As a response to my previous post, one of my readers asked me this question – “ why are you hell-bent on making a star schema? You yourself have told that a snowflake schema would give the best performance during cube processing and once the cube is processed, it doesn’t matter which schema was used – the query performance would be the same. So make the designer’s life easier by making all the dimension attributes in 3NF, obviously nothing can go wrong there! “
Well, I have been extremely lucky to work along with a highly technical support & maintenance team at the client site, who challenges and makes me give appropriate reasons for every design decision I take. We as a vendor develop our applications and pass it on to the support team for the final code review and acceptance (this is in addition to the UAT or data testing part which would be done along with the business users). This made me think of them as two separate customers with two different priorities for the same application. If I have to sell my application to them, I need to appease both of them and the only way I can do is by doing a fine balancing act. The Business Users would want the best performing system (both in terms of cube processing as well as query performance) while the Support Team would want a system which is easier to support and maintain. If I designed all my attributes in 3NF, the support team would straightaway reject the application as they wouldn’t make sense what is happening in the DSV with the hundreds of attributes and relations. Since my cubes are usually less than 50GB, the processing time difference between the two schemas is less than 15 minutes which my business users would not even notice. In this case, it makes sense to use a star schema and appease my other customer, the Support Team. Your support team would love you for the additional work you do in your DSV’s diagram organizer when you neatly show them the star schemas for every fact.
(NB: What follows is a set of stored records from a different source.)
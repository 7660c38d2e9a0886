use super::division::{DivisionExperiment, run_division_experiment};
use super::table::{TableExperiment, run_table_experiment};
use super::ExperimentContext;
use crate::config::{
    AgentConfig, Config, DivisionSweepConfig, LlmAgentConfig, RatioDivisionConfig,
    TableSweepConfig,
};
use crate::game::DivisionVariant;
use crate::game::division::format_amount;
use serde::Serialize;

/// What a sweep did. Failed configurations are listed with their error.
#[derive(Debug, Clone, Default, Serialize)]
pub struct SweepReport {
    pub planned: usize,
    pub completed: Vec<String>,
    pub failed: Vec<(String, String)>,
    pub dry_run: bool,
}

impl SweepReport {
    fn planned(labels: Vec<String>, dry_run: bool) -> Self {
        Self {
            planned: labels.len(),
            completed: if dry_run { labels } else { Vec::new() },
            failed: Vec::new(),
            dry_run,
        }
    }
}

fn llm_seat(
    base: &AgentConfig,
    model: &str,
    emotion: &str,
    scratchpad: Option<bool>,
) -> AgentConfig {
    let mut llm = base.as_llm().cloned().unwrap_or_else(LlmAgentConfig::default);
    llm.llm_name = Some(model.to_string());
    llm.set_emotion_condition(emotion);
    if let Some(enabled) = scratchpad {
        llm.do_scratchpad_step = enabled;
    }
    AgentConfig::Llm(llm)
}

fn models_or_default(models: &[String], ctx: &ExperimentContext) -> Vec<String> {
    if models.is_empty() {
        vec![ctx.default_model.clone()]
    } else {
        models.to_vec()
    }
}

/// Every model against every emotion condition, with the configured
/// `agent2` as the fixed opponent.
#[derive(Debug, Clone)]
pub struct TableSweep {
    base: TableExperiment,
    sweep: TableSweepConfig,
}

impl TableSweep {
    pub fn new(config: &Config) -> Self {
        Self {
            base: TableExperiment::from_config(config),
            sweep: config.table_sweep.clone(),
        }
    }

    pub fn plan(&self, ctx: &ExperimentContext) -> Vec<(String, TableExperiment)> {
        let mut plan = Vec::new();
        for model in models_or_default(&self.sweep.models, ctx) {
            for emotion in &self.sweep.emotions {
                let experiment = TableExperiment {
                    agent1: llm_seat(&self.base.agent1, &model, emotion, None),
                    ..self.base.clone()
                };
                let label = format!(
                    "{} model={model} emotion={emotion} vs {}",
                    self.base.game.name,
                    self.base.agent2.kind()
                );
                plan.push((label, experiment));
            }
        }
        plan
    }

    pub async fn run(&self, ctx: &ExperimentContext, dry_run: bool) -> SweepReport {
        let plan = self.plan(ctx);
        if dry_run {
            for (label, _) in &plan {
                tracing::info!(config = %label, "planned");
            }
            return SweepReport::planned(plan.into_iter().map(|(l, _)| l).collect(), true);
        }

        let mut report = SweepReport::planned(Vec::new(), false);
        report.planned = plan.len();
        for (label, experiment) in plan {
            match run_table_experiment(&experiment, ctx).await {
                Ok(run) => {
                    tracing::info!(config = %label, run = %run.run, "configuration finished");
                    report.completed.push(label);
                }
                Err(e) => {
                    tracing::error!(
                        config = %label,
                        error = %e,
                        "configuration failed, continuing"
                    );
                    report.failed.push((label, e.to_string()));
                }
            }
        }
        report
    }
}

/// Two-phase division sweep.
///
/// Phase one puts an LLM proposer against an LLM copy of itself in dictator
/// and ultimatum games without a responder step. Phase two runs ultimatum
/// games with the responder step, a ratio proposer and an LLM responder.
#[derive(Debug, Clone)]
pub struct DivisionSweep {
    base: DivisionExperiment,
    sweep: DivisionSweepConfig,
}

impl DivisionSweep {
    pub fn new(config: &Config) -> Self {
        Self {
            base: DivisionExperiment::from_config(config),
            sweep: config.division_sweep.clone(),
        }
    }

    pub fn plan(&self, ctx: &ExperimentContext) -> Vec<(String, DivisionExperiment)> {
        let models = models_or_default(&self.sweep.models, ctx);
        let emotions = self.sweep.emotion_conditions();
        let mut plan = Vec::new();

        let mut seats = Vec::new();
        for model in &models {
            for &scratchpad in &self.sweep.scratchpad_options {
                for emotion in &emotions {
                    seats.push((
                        format!("model={model} scratchpad={scratchpad} emotion={emotion}"),
                        llm_seat(&self.base.agent1, model, emotion, Some(scratchpad)),
                    ));
                }
            }
        }

        for variant in [DivisionVariant::Dictator, DivisionVariant::Ultimatum] {
            for &total_sum in &self.sweep.total_sums {
                for coplayer in &self.sweep.coplayers {
                    for (seat_label, seat) in &seats {
                        let mut experiment = self.division(variant, total_sum, false, coplayer);
                        experiment.agent1 = seat.clone();
                        experiment.agent2 = seat.clone();
                        plan.push((
                            format!(
                                "{} total={} coplayer={coplayer} {seat_label}",
                                variant.as_ref(),
                                format_amount(total_sum)
                            ),
                            experiment,
                        ));
                    }
                }
            }
        }

        for &total_sum in &self.sweep.total_sums {
            for coplayer in &self.sweep.coplayers {
                for (seat_label, seat) in &seats {
                    for &ratio in &self.sweep.split_ratios {
                        let mut experiment =
                            self.division(DivisionVariant::Ultimatum, total_sum, true, coplayer);
                        experiment.agent1 =
                            AgentConfig::RatioDivision(RatioDivisionConfig { ratio });
                        experiment.agent2 = seat.clone();
                        plan.push((
                            format!(
                                "ultimatum responder total={} coplayer={coplayer} ratio={ratio} {seat_label}",
                                format_amount(total_sum)
                            ),
                            experiment,
                        ));
                    }
                }
            }
        }
        plan
    }

    fn division(
        &self,
        variant: DivisionVariant,
        total_sum: f64,
        do_second_step: bool,
        coplayer: &str,
    ) -> DivisionExperiment {
        let mut experiment = self.base.clone();
        experiment.game.name = variant;
        experiment.game.total_sum = total_sum;
        experiment.game.do_second_step = do_second_step;
        experiment.naming.coplayer = coplayer.to_string();
        experiment
    }

    pub async fn run(&self, ctx: &ExperimentContext, dry_run: bool) -> SweepReport {
        let plan = self.plan(ctx);
        if dry_run {
            for (label, _) in &plan {
                tracing::info!(config = %label, "planned");
            }
            return SweepReport::planned(plan.into_iter().map(|(l, _)| l).collect(), true);
        }

        let mut report = SweepReport::planned(Vec::new(), false);
        report.planned = plan.len();
        for (label, experiment) in plan {
            match run_division_experiment(&experiment, ctx).await {
                Ok(run) => {
                    tracing::info!(
                        config = %label,
                        run = %run.run,
                        parsed = run.outcome.split.is_some(),
                        "configuration finished"
                    );
                    report.completed.push(label);
                }
                Err(e) => {
                    tracing::error!(
                        config = %label,
                        error = %e,
                        "configuration failed, continuing"
                    );
                    report.failed.push((label, e.to_string()));
                }
            }
        }
        report
    }
}
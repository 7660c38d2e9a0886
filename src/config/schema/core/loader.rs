use super::Config;
use anyhow::{Context, Result};
use directories::UserDirs;
use std::fs;
use std::path::{Path, PathBuf};

impl Config {
    /// `~/.emogames/config.toml`.
    pub fn default_path() -> Result<PathBuf> {
        let home = UserDirs::new()
            .map(|u| u.home_dir().to_path_buf())
            .context("Could not find home directory")?;
        Ok(home.join(".emogames").join("config.toml"))
    }

    /// Loads `~/.emogames/config.toml`, writing the defaults there first if
    /// the file does not exist yet.
    pub fn load_or_init() -> Result<Self> {
        let config_path = Self::default_path()?;
        if config_path.exists() {
            Self::load_from(&config_path)
        } else {
            let mut config = Self {
                config_path,
                ..Self::default()
            };
            config.save()?;
            config.apply_env_overrides();
            config.validate()?;
            Ok(config)
        }
    }

    /// Loads an explicit config file, then applies env overrides and validates.
    pub fn load_from(path: &Path) -> Result<Self> {
        let contents = fs::read_to_string(path)
            .with_context(|| format!("Failed to read config file {}", path.display()))?;
        let mut config: Config = toml::from_str(&contents)
            .with_context(|| format!("Failed to parse config file {}", path.display()))?;
        config.config_path = path.to_path_buf();
        config.apply_env_overrides();
        config.validate()?;
        Ok(config)
    }

    pub fn save(&self) -> Result<()> {
        let toml_str = toml::to_string_pretty(self).context("Failed to serialize config")?;
        if let Some(parent) = self.config_path.parent()
            && !parent.as_os_str().is_empty()
        {
            fs::create_dir_all(parent).context("Failed to create config directory")?;
        }
        fs::write(&self.config_path, toml_str).context("Failed to write config file")?;
        Ok(())
    }
}
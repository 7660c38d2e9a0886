use super::Config;

impl Config {
    pub fn apply_env_overrides(&mut self) {
        if let Ok(key) = std::env::var("EMOGAMES_API_KEY").or_else(|_| std::env::var("API_KEY"))
            && !key.is_empty()
        {
            self.provider.api_key = Some(key);
        }

        if let Ok(base_url) = std::env::var("EMOGAMES_BASE_URL")
            && !base_url.is_empty()
        {
            self.provider.base_url = base_url;
        }

        if let Ok(model) = std::env::var("EMOGAMES_MODEL")
            && !model.is_empty()
        {
            self.provider.model = model;
        }

        if let Ok(logs_dir) = std::env::var("EMOGAMES_LOGS_DIR")
            && !logs_dir.is_empty()
        {
            self.logs_dir = logs_dir;
        }

        if let Ok(temp_str) = std::env::var("EMOGAMES_TEMPERATURE")
            && let Ok(temp) = temp_str.parse::<f64>()
            && (0.0..=2.0).contains(&temp)
        {
            self.provider.temperature = temp;
        }
    }
}
mod builder;
mod engine;

pub use builder::{PromptGame, PromptSet, emotion_instruction};
pub use engine::TeraEngine;
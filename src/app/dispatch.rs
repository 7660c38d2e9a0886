use crate::analysis::{PivotTable, analyze_division_runs, analyze_table_runs};
use crate::cli::commands::{AnalyzeCommands, Cli, Commands};
use crate::config::AgentConfig;
use crate::experiment::{
    DivisionExperiment, DivisionSweep, ExperimentContext, SweepReport, TableExperiment,
    TableSweep, run_division_experiment, run_table_experiment,
};
use crate::providers::{Provider, create_provider};
use crate::Config;
use anyhow::{Context, Result, bail};
use std::fmt::Write as _;
use std::path::{Path, PathBuf};
use std::sync::Arc;
use tracing::info;

/// Writes the default configuration to `path`, or to `~/.emogames/config.toml`.
pub fn init_config(path: Option<&Path>, force: bool) -> Result<PathBuf> {
    let config_path = match path {
        Some(path) => path.to_path_buf(),
        None => Config::default_path()?,
    };
    if config_path.exists() && !force {
        bail!(
            "{} already exists; pass --force to overwrite it",
            config_path.display()
        );
    }
    let config = Config {
        config_path: config_path.clone(),
        ..Config::default()
    };
    config.save()?;
    Ok(config_path)
}

/// The explicit `--config` file, or the default one (created when missing).
pub fn load_config(path: Option<&Path>) -> Result<Config> {
    match path {
        Some(path) => Config::load_from(path),
        None => Config::load_or_init(),
    }
}

fn provider_for(config: &Config, needed: bool) -> Option<Arc<dyn Provider>> {
    needed.then(|| create_provider(&config.provider))
}

fn has_llm_seat(agents: [&AgentConfig; 2]) -> bool {
    agents.iter().any(|a| a.as_llm().is_some())
}

fn render_sweep_report(report: &SweepReport) -> String {
    let mut out = String::new();
    if report.dry_run {
        let _ = writeln!(out, "Planned {} configurations:", report.planned);
        for label in &report.completed {
            let _ = writeln!(out, "  - {label}");
        }
        return out;
    }
    let _ = writeln!(
        out,
        "Finished {} of {} configurations",
        report.completed.len(),
        report.planned
    );
    for (label, error) in &report.failed {
        let _ = writeln!(out, "  failed: {label}: {error}");
    }
    out
}

fn finish_sweep(report: &SweepReport) -> Result<()> {
    print!("{}", render_sweep_report(report));
    if !report.failed.is_empty() {
        bail!(
            "{} of {} configurations failed",
            report.failed.len(),
            report.planned
        );
    }
    Ok(())
}

fn write_pivot(pivot: &PivotTable, path: &Path) -> Result<()> {
    if let Some(parent) = path.parent()
        && !parent.as_os_str().is_empty()
    {
        std::fs::create_dir_all(parent)
            .with_context(|| format!("Failed to create {}", parent.display()))?;
    }
    std::fs::write(path, pivot.render_csv())
        .with_context(|| format!("Failed to write {}", path.display()))?;
    info!(path = %path.display(), "pivot table written");
    Ok(())
}

/// `results.csv` -> `results_responder.csv`, next to it.
fn responder_output(path: &Path) -> PathBuf {
    let stem = path
        .file_stem()
        .map(|s| s.to_string_lossy().into_owned())
        .unwrap_or_else(|| "division".into());
    let ext = path
        .extension()
        .map(|e| e.to_string_lossy().into_owned())
        .unwrap_or_else(|| "csv".into());
    path.with_file_name(format!("{stem}_responder.{ext}"))
}

fn print_pivot(title: &str, pivot: &PivotTable) {
    println!("{title}");
    if pivot.is_empty() {
        println!("  (no complete runs)");
    } else {
        print!("{}", pivot.render_text());
    }
}

async fn run_table(config: &Config, sweep: bool, dry_run: bool) -> Result<()> {
    if sweep {
        let ctx = ExperimentContext::from_config(config, provider_for(config, !dry_run));
        let report = TableSweep::new(config).run(&ctx, dry_run).await;
        return finish_sweep(&report);
    }

    let experiment = TableExperiment::from_config(config);
    let needs_llm = has_llm_seat([&experiment.agent1, &experiment.agent2]);
    let ctx = ExperimentContext::from_config(config, provider_for(config, needs_llm));
    let report = run_table_experiment(&experiment, &ctx).await?;

    println!("Run {} written to {}", report.run, report.run_dir.display());
    println!(
        "Rounds played: {}, skipped: {}",
        report.summary.completed_rounds, report.summary.skipped_rounds
    );
    for (side, moves) in &report.statistics.decision_stats {
        let counts: Vec<String> = moves.iter().map(|(m, n)| format!("{m}={n}")).collect();
        println!("  {side}: {}", counts.join(", "));
    }
    Ok(())
}

async fn run_division(config: &Config, sweep: bool, dry_run: bool) -> Result<()> {
    if sweep {
        let ctx = ExperimentContext::from_config(config, provider_for(config, !dry_run));
        let report = DivisionSweep::new(config).run(&ctx, dry_run).await;
        return finish_sweep(&report);
    }

    let experiment = DivisionExperiment::from_config(config);
    let needs_llm = has_llm_seat([&experiment.agent1, &experiment.agent2]);
    let ctx = ExperimentContext::from_config(config, provider_for(config, needs_llm));
    let report = run_division_experiment(&experiment, &ctx).await?;

    println!("Run {} written to {}", report.run, report.run_dir.display());
    match report.outcome.split {
        Some(split) => println!("Proposal: keep {}, give {}", split.keep, split.give),
        None => println!(
            "Proposal could not be parsed: {}",
            report.outcome.proposer_decision
        ),
    }
    if let Some(accepted) = report.outcome.accepted {
        println!("Responder {}", if accepted { "accepted" } else { "rejected" });
    }
    Ok(())
}

fn run_analyze(config: &Config, command: AnalyzeCommands) -> Result<()> {
    match command {
        AnalyzeCommands::Table {
            log_root,
            prefix,
            cooperative_move,
            output,
        } => {
            let coop = cooperative_move.unwrap_or(config.naming.move1);
            let analysis = analyze_table_runs(&log_root, &prefix, coop)?;
            info!(runs = analysis.runs.len(), "table runs analyzed");
            print_pivot("Cooperation rate (%) of agent 1", &analysis.pivot);
            if let Some(path) = output {
                write_pivot(&analysis.pivot, &path)?;
            }
            Ok(())
        }
        AnalyzeCommands::Division { log_root, output } => {
            let analysis = analyze_division_runs(&log_root)?;
            info!(runs = analysis.runs.len(), "division runs analyzed");
            print_pivot("Kept share (%) of LLM proposers", &analysis.proposer);
            println!();
            print_pivot("Accept rate (%) of LLM responders", &analysis.responder);
            if let Some(path) = output {
                write_pivot(&analysis.proposer, &path)?;
                write_pivot(&analysis.responder, &responder_output(&path))?;
            }
            Ok(())
        }
    }
}

pub async fn dispatch(cli: Cli, config: Config) -> Result<()> {
    match cli.command {
        Commands::Init { force } => {
            let path = init_config(cli.config.as_deref(), force)?;
            println!("Wrote default configuration to {}", path.display());
            Ok(())
        }
        Commands::Table { sweep, dry_run } => run_table(&config, sweep, dry_run).await,
        Commands::Division { sweep, dry_run } => run_division(&config, sweep, dry_run).await,
        Commands::Analyze { analyze_command } => run_analyze(&config, analyze_command),
    }
}
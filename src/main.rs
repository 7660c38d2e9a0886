#![warn(clippy::all, clippy::pedantic)]
#![allow(clippy::missing_errors_doc, clippy::missing_panics_doc)]

use anyhow::{Context, Result};
use clap::Parser;
use emogames::app::dispatch;
use emogames::cli::{Cli, Commands};
use tracing::Level;
use tracing_subscriber::FmtSubscriber;

fn init_logging(log_level: &str) -> Result<()> {
    let level = log_level.parse::<Level>().unwrap_or_else(|_| {
        eprintln!("Warning: unknown log level '{log_level}', using info");
        Level::INFO
    });
    let subscriber = FmtSubscriber::builder()
        .with_max_level(level)
        .with_writer(std::io::stderr)
        .finish();
    tracing::subscriber::set_global_default(subscriber)
        .context("setting default subscriber failed")
}

#[tokio::main]
async fn main() -> Result<()> {
    let cli = Cli::parse();

    if let Commands::Init { force } = cli.command {
        init_logging("info")?;
        let path = dispatch::init_config(cli.config.as_deref(), force)?;
        println!("Wrote default configuration to {}", path.display());
        return Ok(());
    }

    let config = dispatch::load_config(cli.config.as_deref())?;
    init_logging(&config.observability.log_level)?;
    dispatch::dispatch(cli, config).await
}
In my last post, I had quickly summarized some of the best practices that I apply in the design of my dimension sources and also explained the first scenario in which I would snowflake the dimension sources for the DSV. The three scenarios as well as the example product dimension are repeated below for quick reference
Consider the example in the above figure where there are facts coming in at multiple levels of the same dimension (at Prod Group, Brand Pack, Local SKU and Nielsen SKU levels). In this scenario, all the members of the levels at which the fact comes are needed and hence, the following views are made
a) Individual views for each of the level at which fact granularity comes – For each level at which the fact comes, a view is made which will contain all the attributes / entities till the next entity where one of the three scenarios’ happen. Since there are 4 levels at which fact comes in this example, the following views are made
// View for Local SKU and attributes
// Scenario 3 at Retail SKU
// View for Nielsen SKU and attributes
// Scenario 3 at Retail SKU
// View for Brand Pack attributes
// Scenario 2 at Product Group
BrandPack, BrandSF, LocalBrandSF, BrandFamily, RPCT, RPCTGrp, PG#FK
// View for Product Group attributes
Some things to note here
- If the entity for which the view is made is the lowest level of the dimension or if the entity’s immediate child is having a mandatory relationship with it, then there is no need to include the Unknown Member. Else, we would have to provide the Unknown Member for that entity. (A mandatory relationship indicates that for every occurrence of entity A there must exist an entity B, and vice versa)
- There is an overlap of Scenario 1 and Scenario 2 for Local SKU and Nielsen SKU views but the resultant views are the same. These views are repeated in this post just for completeness of Scenario 2.
- In the view for Brand Pack attributes, it might look like Scenario 3 applies at Brand Family level. But Scenario 3 needs an extra condition to be satisfied which is not done here. This will be explained in detail in the next post.
- General rule for each individual view in Scenario 1 and Scenario 2 is to select all the attributes from the table which has children at the lowest level of that view. For eg, in the view for Brand Pack attributes, all Brand Sub Families would be present which have Brand Packs. If there is a Brand Sub Family which doesn’t have a Brand Pack, it will not be present in the view. But that particular value of Brand Sub Family can be safely omitted as there are no facts coming in at a Brand Sub Family level and hence it would not be needed for analysis (in most of the cases). This general rule would not be applicable to Scenario 3 and would be explained in the next post.
Meanwhile, as usual, let me know till what level you agree or disagree on these points.